Disons-le donc avec M. Guizot, la lutte constitutionnelle n’est pas sérieuse ; cherchons avec lui, de bonne foi, le mal qui le rend si pensif et si mécontent, et voyons d’abord aux choses, comme dit l’honorable député, en termes peu dignes d’un académicien.

« À l’intérieur, dit M. Guizot, point de question grave à l’ordre du jour. Les plus décidés partisans d’une politique énergique et prévoyante ne réclament aucune mesure nouvelle, les adversaires des lois de septembre en parlent encore mal, mais la plupart seraient bien fâchés de les voir effectivement menacées.

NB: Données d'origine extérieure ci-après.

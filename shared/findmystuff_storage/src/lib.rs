//! Persistent stores for FindMyStuff
//!
//! This crate holds the Dynamo DB backed credential store (users) and item catalog
//! used by the backend, together with in-memory doubles for tests.

pub mod item;
pub mod user;

#[cfg(any(test, feature = "test-utils"))]
pub mod memory;
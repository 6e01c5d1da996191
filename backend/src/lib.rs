//! FindMyStuff Backend service

#![deny(clippy::all, clippy::pedantic, clippy::nursery, dead_code)]

/// Upload validation and object naming
pub mod item_upload;

/// Object storage for item images
pub mod media_storage;

/// HTML rendering of item pages
pub mod pages;

/// Password hashing
pub mod password;

/// HTTP handlers
pub mod routes;

/// Router assembly and server lifecycle
pub mod server;

/// Configuration, errors and extractors
pub mod types;
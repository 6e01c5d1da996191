use std::sync::Arc;

use aws_sdk_dynamodb::Client as DynamoDbClient;
use aws_sdk_s3::Client as S3Client;

use findmystuff_backend::{
    media_storage::MediaStorage,
    pages::ItemPages,
    server::{self, Services},
    types::Environment,
};
use findmystuff_storage::{item::ItemStorage, user::UserStorage};
use tracing_subscriber::{fmt, EnvFilter};

#[tokio::main]
async fn main() -> anyhow::Result<()> {
    // A missing .env file is fine outside local development
    dotenvy::dotenv().ok();

    let environment = Environment::from_env();

    // JSON logs for staging/production, human readable format for development
    match environment {
        Environment::Production | Environment::Staging => {
            fmt()
                .json()
                .with_env_filter(EnvFilter::from_default_env())
                .init();
        }
        Environment::Development { .. } => {
            fmt().with_env_filter(EnvFilter::from_default_env()).init();
        }
    }

    let aws_config = environment.aws_config().await;
    let dynamodb_client = Arc::new(DynamoDbClient::new(&aws_config));
    let s3_client = Arc::new(S3Client::from_conf(environment.s3_client_config().await));

    let services = Services {
        user_store: Arc::new(UserStorage::new(
            dynamodb_client.clone(),
            environment.users_table_name(),
        )),
        item_catalog: Arc::new(ItemStorage::new(
            dynamodb_client,
            environment.items_table_name(),
            environment.items_unique_id_index(),
        )),
        object_storage: Arc::new(MediaStorage::new(
            s3_client,
            environment.s3_bucket(),
            environment.media_public_base_url(),
        )),
        pages: Arc::new(ItemPages::new()?),
    };

    server::start(environment, services).await
}
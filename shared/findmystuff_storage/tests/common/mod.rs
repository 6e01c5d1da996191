// Not every helper is used in every test file
#![allow(dead_code)]

use std::sync::Arc;
use std::time::Duration;

use aws_config::{BehaviorVersion, Region};
use aws_credential_types::Credentials;
use aws_sdk_dynamodb::types::{
    AttributeDefinition, BillingMode, GlobalSecondaryIndex, KeySchemaElement, KeyType, Projection,
    ProjectionType, ScalarAttributeType,
};
use aws_sdk_dynamodb::Client as DynamoDbClient;
use findmystuff_storage::{item::ItemAttribute, user::UserAttribute};
use tokio::time::sleep;
use uuid::Uuid;

/// Test configuration for LocalStack
pub const LOCALSTACK_ENDPOINT: &str = "http://localhost:4566";
pub const TEST_REGION: &str = "us-east-1";
pub const TEST_UNIQUE_ID_INDEX_NAME: &str = "unique_id-index";

/// Owns a test table and deletes it on drop
pub struct TestTable {
    pub dynamodb_client: Arc<DynamoDbClient>,
    pub table_name: String,
}

impl Drop for TestTable {
    fn drop(&mut self) {
        let client = self.dynamodb_client.clone();
        let table = self.table_name.clone();

        let handle = tokio::runtime::Handle::try_current();
        if let Ok(handle) = handle {
            handle.spawn(async move {
                let _ = client.delete_table().table_name(&table).send().await;
            });
        }
    }
}

/// Dynamo DB client pointed at LocalStack with static credentials
pub async fn localstack_client() -> Arc<DynamoDbClient> {
    let credentials = Credentials::from_keys("test", "test", None);
    let config = aws_config::defaults(BehaviorVersion::latest())
        .endpoint_url(LOCALSTACK_ENDPOINT)
        .region(Region::new(TEST_REGION))
        .credentials_provider(credentials)
        .load()
        .await;

    Arc::new(DynamoDbClient::new(&config))
}

fn string_key(name: String, key_type: KeyType) -> KeySchemaElement {
    KeySchemaElement::builder()
        .attribute_name(name)
        .key_type(key_type)
        .build()
        .expect("Failed to build key schema")
}

fn string_attribute(name: String) -> AttributeDefinition {
    AttributeDefinition::builder()
        .attribute_name(name)
        .attribute_type(ScalarAttributeType::S)
        .build()
        .expect("Failed to build attribute definition")
}

/// Creates a users table keyed by email
pub async fn create_users_table() -> TestTable {
    let dynamodb_client = localstack_client().await;
    let table_name = format!("test-users-{}", Uuid::new_v4());

    dynamodb_client
        .create_table()
        .table_name(&table_name)
        .billing_mode(BillingMode::PayPerRequest)
        .key_schema(string_key(UserAttribute::Email.to_string(), KeyType::Hash))
        .attribute_definitions(string_attribute(UserAttribute::Email.to_string()))
        .send()
        .await
        .expect("Failed to create users table");

    sleep(Duration::from_millis(100)).await;

    TestTable {
        dynamodb_client,
        table_name,
    }
}

/// Creates an items table keyed by id with a GSI on `unique_id`
pub async fn create_items_table() -> TestTable {
    let dynamodb_client = localstack_client().await;
    let table_name = format!("test-items-{}", Uuid::new_v4());

    dynamodb_client
        .create_table()
        .table_name(&table_name)
        .billing_mode(BillingMode::PayPerRequest)
        .key_schema(string_key(ItemAttribute::Id.to_string(), KeyType::Hash))
        .attribute_definitions(string_attribute(ItemAttribute::Id.to_string()))
        .attribute_definitions(string_attribute(ItemAttribute::UniqueId.to_string()))
        .global_secondary_indexes(
            GlobalSecondaryIndex::builder()
                .index_name(TEST_UNIQUE_ID_INDEX_NAME)
                .key_schema(string_key(
                    ItemAttribute::UniqueId.to_string(),
                    KeyType::Hash,
                ))
                .projection(
                    Projection::builder()
                        .projection_type(ProjectionType::All)
                        .build(),
                )
                .build()
                .expect("Failed to build GSI"),
        )
        .send()
        .await
        .expect("Failed to create items table");

    sleep(Duration::from_millis(100)).await;

    TestTable {
        dynamodb_client,
        table_name,
    }
}
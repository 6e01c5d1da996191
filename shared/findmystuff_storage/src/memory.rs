//! In-memory stores used as test doubles

use std::sync::atomic::{AtomicBool, Ordering};

use chrono::Utc;
use tokio::sync::RwLock;

use crate::item::{
    Item, ItemCatalog, ItemCreateRequest, ItemStorageError, ItemStorageResult, ItemSummary,
};
use crate::user::{User, UserCreateRequest, UserStorageError, UserStorageResult, UserStore};

/// Credential store kept in a vector, in insertion order
#[derive(Default)]
pub struct InMemoryUserStore {
    users: RwLock<Vec<User>>,
    unavailable: AtomicBool,
}

impl InMemoryUserStore {
    #[must_use]
    pub fn new() -> Self {
        Self::default()
    }

    /// Makes every subsequent operation fail with `StoreUnavailable`
    pub fn set_unavailable(&self, unavailable: bool) {
        self.unavailable.store(unavailable, Ordering::SeqCst);
    }

    /// Snapshot of all stored users
    pub async fn all(&self) -> Vec<User> {
        self.users.read().await.clone()
    }

    fn check_available(&self) -> UserStorageResult<()> {
        if self.unavailable.load(Ordering::SeqCst) {
            return Err(UserStorageError::StoreUnavailable(
                "in-memory user store disabled".to_string(),
            ));
        }
        Ok(())
    }
}

#[async_trait::async_trait]
impl UserStore for InMemoryUserStore {
    async fn create(&self, request: UserCreateRequest) -> UserStorageResult<User> {
        self.check_available()?;

        let mut users = self.users.write().await;
        if users.iter().any(|user| user.email == request.email) {
            return Err(UserStorageError::UserExists);
        }

        let user = User {
            id: uuid::Uuid::new_v4().to_string(),
            full_name: request.full_name,
            email: request.email,
            password_hash: request.password_hash,
            created_at: Utc::now().timestamp_micros(),
        };
        users.push(user.clone());

        Ok(user)
    }

    async fn get_by_email(&self, email: &str) -> UserStorageResult<Option<User>> {
        self.check_available()?;

        Ok(self
            .users
            .read()
            .await
            .iter()
            .find(|user| user.email == email)
            .cloned())
    }

    async fn get_latest(&self) -> UserStorageResult<Option<User>> {
        self.check_available()?;

        Ok(self.users.read().await.last().cloned())
    }
}

/// Item catalog kept in a vector, in insertion order
#[derive(Default)]
pub struct InMemoryItemCatalog {
    items: RwLock<Vec<Item>>,
    unavailable: AtomicBool,
}

impl InMemoryItemCatalog {
    #[must_use]
    pub fn new() -> Self {
        Self::default()
    }

    /// Makes every subsequent operation fail with `StoreUnavailable`
    pub fn set_unavailable(&self, unavailable: bool) {
        self.unavailable.store(unavailable, Ordering::SeqCst);
    }

    /// Snapshot of all stored items
    pub async fn all(&self) -> Vec<Item> {
        self.items.read().await.clone()
    }

    fn check_available(&self) -> ItemStorageResult<()> {
        if self.unavailable.load(Ordering::SeqCst) {
            return Err(ItemStorageError::StoreUnavailable(
                "in-memory item catalog disabled".to_string(),
            ));
        }
        Ok(())
    }
}

#[async_trait::async_trait]
impl ItemCatalog for InMemoryItemCatalog {
    async fn create(&self, request: ItemCreateRequest) -> ItemStorageResult<Item> {
        self.check_available()?;

        let item = Item {
            id: uuid::Uuid::new_v4().to_string(),
            name: request.name,
            description: request.description,
            image_url: request.image_url,
            unique_id: request.unique_id,
            uploaded_at: request.uploaded_at,
            user_id: request.user_id,
        };
        self.items.write().await.push(item.clone());

        Ok(item)
    }

    async fn get_by_unique_id(&self, unique_id: &str) -> ItemStorageResult<Option<Item>> {
        self.check_available()?;

        Ok(self
            .items
            .read()
            .await
            .iter()
            .find(|item| item.unique_id == unique_id)
            .cloned())
    }

    async fn list_summaries(&self) -> ItemStorageResult<Vec<ItemSummary>> {
        self.check_available()?;

        Ok(self
            .items
            .read()
            .await
            .iter()
            .cloned()
            .map(ItemSummary::from)
            .collect())
    }
}
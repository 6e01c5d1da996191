//! Naming rules for uploaded item images

use std::sync::LazyLock;

use regex::Regex;
use unicode_normalization::UnicodeNormalization;

/// Image extensions accepted for upload, lowercase
pub const ALLOWED_EXTENSIONS: [&str; 3] = ["png", "jpg", "jpeg"];

/// Length of the public token attached to every item
pub const UNIQUE_ID_LEN: usize = 8;

static DISALLOWED_FILENAME_CHARS: LazyLock<Regex> =
    LazyLock::new(|| Regex::new(r"[^A-Za-z0-9_.-]").expect("Invalid regex"));

/// Reduces a client-supplied filename to a safe ASCII name.
///
/// Accented letters are decomposed and keep their ASCII base letter.
/// Path separators become spaces, runs of whitespace become a single `_`,
/// anything outside `[A-Za-z0-9_.-]` is dropped and leading or trailing `.`
/// and `_` are stripped. The result may be empty.
#[must_use]
pub fn secure_filename(filename: &str) -> String {
    let ascii: String = filename
        .nfkd()
        .filter(char::is_ascii)
        .map(|c| if c == '/' || c == '\\' { ' ' } else { c })
        .collect();

    let joined = ascii.split_whitespace().collect::<Vec<_>>().join("_");

    DISALLOWED_FILENAME_CHARS
        .replace_all(&joined, "")
        .trim_matches(|c| c == '.' || c == '_')
        .to_string()
}

/// Returns the lowercase extension if it is on the allow-list.
///
/// Only the suffix is inspected, never the file contents.
#[must_use]
pub fn allowed_extension(filename: &str) -> Option<String> {
    let (_, extension) = filename.rsplit_once('.')?;
    let extension = extension.to_ascii_lowercase();

    ALLOWED_EXTENSIONS
        .contains(&extension.as_str())
        .then_some(extension)
}

/// Fresh random public token: 8 lowercase hex characters
#[must_use]
pub fn generate_unique_id() -> String {
    let mut token = uuid::Uuid::new_v4().simple().to_string();
    token.truncate(UNIQUE_ID_LEN);
    token
}

/// Object key `{name}__{filename}__{unique_id}.{extension}`
#[must_use]
pub fn storage_key(item_name: &str, filename: &str, unique_id: &str, extension: &str) -> String {
    format!("{item_name}__{filename}__{unique_id}.{extension}")
}

/// Content type guessed from the key, `application/octet-stream` when unknown
#[must_use]
pub fn guess_content_type(key: &str) -> String {
    mime_guess::from_path(key)
        .first_or_octet_stream()
        .essence_str()
        .to_string()
}

#[cfg(test)]
mod tests {
    use super::*;

    #[test]
    fn test_secure_filename() {
        assert_eq!(secure_filename("My cool movie.mov"), "My_cool_movie.mov");
        assert_eq!(secure_filename("../../../etc/passwd"), "etc_passwd");
        assert_eq!(
            secure_filename("i contain cool \u{fc}ml\u{e4}uts.txt"),
            "i_contain_cool_umlauts.txt"
        );
        assert_eq!(secure_filename("caf\u{e9} photo.jpg"), "cafe_photo.jpg");
        assert_eq!(secure_filename("\u{65e5}\u{672c}.png"), "png");
        assert_eq!(secure_filename("C:\\photos\\wallet.JPG"), "C_photos_wallet.JPG");
        assert_eq!(secure_filename("..."), "");
        assert_eq!(secure_filename("_.hidden.png_"), "hidden.png");
    }

    #[test]
    fn test_allowed_extension_is_case_insensitive() {
        assert_eq!(allowed_extension("photo.png").as_deref(), Some("png"));
        assert_eq!(allowed_extension("photo.JPG").as_deref(), Some("jpg"));
        assert_eq!(allowed_extension("photo.JpEg").as_deref(), Some("jpeg"));
        assert_eq!(allowed_extension("archive.tar.png").as_deref(), Some("png"));
    }

    #[test]
    fn test_allowed_extension_rejects_everything_else() {
        for filename in ["photo.gif", "photo.png.exe", "photo", "png", "photo.", "photo.txt"] {
            assert_eq!(allowed_extension(filename), None, "{filename} should be rejected");
        }
    }

    #[test]
    fn test_unique_id_is_short_lowercase_hex() {
        let token = generate_unique_id();

        assert_eq!(token.len(), UNIQUE_ID_LEN);
        assert!(token
            .chars()
            .all(|c| c.is_ascii_digit() || ('a'..='f').contains(&c)));
    }

    #[test]
    fn test_unique_ids_differ_between_calls() {
        let tokens: std::collections::HashSet<_> = (0..64).map(|_| generate_unique_id()).collect();

        assert!(tokens.len() > 60);
    }

    #[test]
    fn test_storage_key_layout() {
        assert_eq!(
            storage_key("Red scarf", "scarf.JPG", "0a1b2c3d", "jpg"),
            "Red scarf__scarf.JPG__0a1b2c3d.jpg"
        );
    }

    #[test]
    fn test_guess_content_type() {
        assert_eq!(guess_content_type("a__b.png__0a1b2c3d.png"), "image/png");
        assert_eq!(guess_content_type("a__b.jpeg__0a1b2c3d.jpeg"), "image/jpeg");
        assert_eq!(guess_content_type("a__b.jpg__0a1b2c3d.jpg"), "image/jpeg");
        assert_eq!(guess_content_type("no-extension"), "application/octet-stream");
    }
}
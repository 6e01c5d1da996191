mod environment;
mod error;
mod extractors;

pub use environment::Environment;
pub use error::{ApiErrorResponse, AppError};
pub use extractors::ValidatedJson;
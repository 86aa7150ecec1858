use std::io;
use std::path::PathBuf;

use crate::protocol::connection::state::{SessionEvent, SessionState};

pub type Result<T> = std::result::Result<T, Error>;

#[derive(Debug, thiserror::Error)]
pub enum Error {
    #[error("failed to resolve host `{host}`")]
    HostResolution {
        host: String,
        #[source]
        source: io::Error,
    },

    #[error("failed to set up the datagram socket")]
    SocketSetup(#[source] io::Error),

    #[error("firmware image `{}` could not be read", .path.display())]
    FirmwareNotFound {
        path: PathBuf,
        #[source]
        source: io::Error,
    },

    #[error(transparent)]
    Io(#[from] io::Error),

    #[error("malformed packet of {len} bytes (header is 9 bytes)")]
    MalformedPacket { len: usize },

    #[error("{phase}: gave up after {attempts} consecutive timeouts")]
    RetriesExhausted { phase: &'static str, attempts: u32 },

    #[error("peer closed the transfer with {missing} segment(s) missing")]
    Incomplete { missing: usize },

    #[error("invalid session transition: {event:?} while {from:?}")]
    InvalidTransition {
        from: SessionState,
        event: SessionEvent,
    },

    #[error("session cancelled")]
    Cancelled,
}
//! Recovery of logical offsets from the 16-bit wire counters.
//!
//! Offsets advance in 255-byte segments while the counters wrap at 65536.
//! Because `65536 mod 255 == 1`, every wrap shifts the segment alignment by
//! one byte, so the number of wraps a counter went through can be read off
//! its remainder modulo 255. This identifies a segment uniquely within a
//! cycle of 65536 segments; beyond that the candidate nearest to the last
//! known offset of the session is chosen.

use tracing::debug;

use super::config::SEGMENT_SIZE;

const WIRE_CYCLE: u64 = 1 << 16;
const SEGMENT: u64 = SEGMENT_SIZE as u64;

/// Segment indices repeat after this many segments (255 * 65536 bytes).
pub const INDEX_PERIOD: u64 = 1 << 16;

/// Segment index, within the current alignment cycle, of the segment whose
/// wire counter reads `wire`.
pub fn index_in_cycle(wire: u16) -> u64 {
    let seq = u64::from(wire);
    let rem = seq % SEGMENT;
    if rem == 0 {
        seq / SEGMENT
    } else {
        // `pad` is the number of wraps folded into the counter
        let pad = SEGMENT - rem;
        (pad * WIRE_CYCLE + seq + pad) / SEGMENT
    }
}

/// Per-session reconstruction state, shared by both transfer directions.
#[derive(Debug, Default, Clone)]
pub struct SequenceReconstructor {
    overflow_count: u64,
    last_offset: u64,
}

impl SequenceReconstructor {
    pub fn new() -> SequenceReconstructor {
        SequenceReconstructor::default()
    }

    /// Number of wire-counter wraps observed so far.
    pub fn overflow_count(&self) -> u64 {
        self.overflow_count
    }

    pub fn last_offset(&self) -> u64 {
        self.last_offset
    }

    /// Record the latest offset the session has settled on (the cumulative
    /// ack when receiving, the window start when sending). Never moves back.
    pub fn advance(&mut self, offset: u64) {
        if offset <= self.last_offset {
            return;
        }
        self.last_offset = offset;
        let wraps = offset / WIRE_CYCLE;
        if wraps > self.overflow_count {
            debug!(wraps, offset, "wire counter wrapped");
            self.overflow_count = wraps;
        }
    }

    /// Logical segment index of a segment-aligned wire counter.
    pub fn segment_index(&self, wire: u16) -> u64 {
        let base = index_in_cycle(wire);
        let floor = (self.last_offset / SEGMENT).saturating_sub(INDEX_PERIOD / 2);
        let cycles = floor.saturating_sub(base).div_ceil(INDEX_PERIOD);
        base + cycles * INDEX_PERIOD
    }

    /// Logical byte offset of a segment-aligned wire counter.
    pub fn byte_offset(&self, wire: u16) -> u64 {
        self.segment_index(wire) * SEGMENT
    }
}

/// Wire representation of a logical offset.
pub fn to_wire(offset: u64) -> u16 {
    (offset % WIRE_CYCLE) as u16
}

#[cfg(test)]
mod tests {
    use rand::rngs::StdRng;
    use rand::{Rng, SeedableRng};

    use super::*;

    fn wire_of_segment(index: u64) -> u16 {
        to_wire(index * SEGMENT)
    }

    #[test]
    fn first_segments_need_no_correction() {
        assert_eq!(index_in_cycle(0), 0);
        assert_eq!(index_in_cycle(255), 1);
        assert_eq!(index_in_cycle(510), 2);
    }

    #[test]
    fn segments_around_the_first_wrap() {
        // 257 * 255 = 65535 is the last aligned offset before the wrap
        assert_eq!(index_in_cycle(65535), 257);
        // 258 * 255 = 65790 -> 254 on the wire
        assert_eq!(index_in_cycle(254), 258);
        assert_eq!(index_in_cycle(wire_of_segment(259)), 259);
    }

    #[test]
    fn whole_cycle_is_recovered() {
        for index in 0..INDEX_PERIOD {
            assert_eq!(index_in_cycle(wire_of_segment(index)), index, "segment {index}");
        }
    }

    #[test]
    fn streaming_across_several_cycles() {
        let mut reconstructor = SequenceReconstructor::new();
        let last = 3 * INDEX_PERIOD + 1000;
        for index in 0..last {
            assert_eq!(reconstructor.segment_index(wire_of_segment(index)), index);
            reconstructor.advance(index * SEGMENT);
        }
        assert_eq!(reconstructor.overflow_count(), ((last - 1) * SEGMENT) / WIRE_CYCLE);
    }

    #[test]
    fn reordered_arrivals_near_the_reference() {
        let mut rng = StdRng::seed_from_u64(0x5eed);
        let mut reconstructor = SequenceReconstructor::new();
        for step in 0..200_000u64 {
            let reference = step * 3;
            reconstructor.advance(reference * SEGMENT);
            // late retransmissions and segments still ahead in the window
            let index = (reference + rng.gen_range(0..24)).saturating_sub(12);
            assert_eq!(reconstructor.segment_index(wire_of_segment(index)), index);
        }
    }

    #[test]
    fn byte_offset_of_aligned_acks() {
        let mut reconstructor = SequenceReconstructor::new();
        for offset in (0..2_000_000u64).step_by(SEGMENT as usize) {
            assert_eq!(reconstructor.byte_offset(to_wire(offset)), offset);
            reconstructor.advance(offset);
        }
    }

    #[test]
    fn advance_never_moves_back() {
        let mut reconstructor = SequenceReconstructor::new();
        reconstructor.advance(70_000);
        reconstructor.advance(10);
        assert_eq!(reconstructor.last_offset(), 70_000);
        assert_eq!(reconstructor.overflow_count(), 1);
    }
}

Bien peu de ceux qui demandent la réforme électorale en sont vraiment pressés. — Au dehors il n’y a qu’une question, l’intervention en Espagne, et sur celle-là, il est vrai, les opinions diffèrent réellement. Cependant, parmi ceux qui se prononcent pour l’intervention, peu voteraient en sa faveur s’ils croyaient que leur vote dût effectivement l’amener, et parmi ceux qui la repoussent, beaucoup hésiteraient s’ils étaient contraints d’accepter les conséquences, je ne dis pas probables, mais possibles, de leur refus. »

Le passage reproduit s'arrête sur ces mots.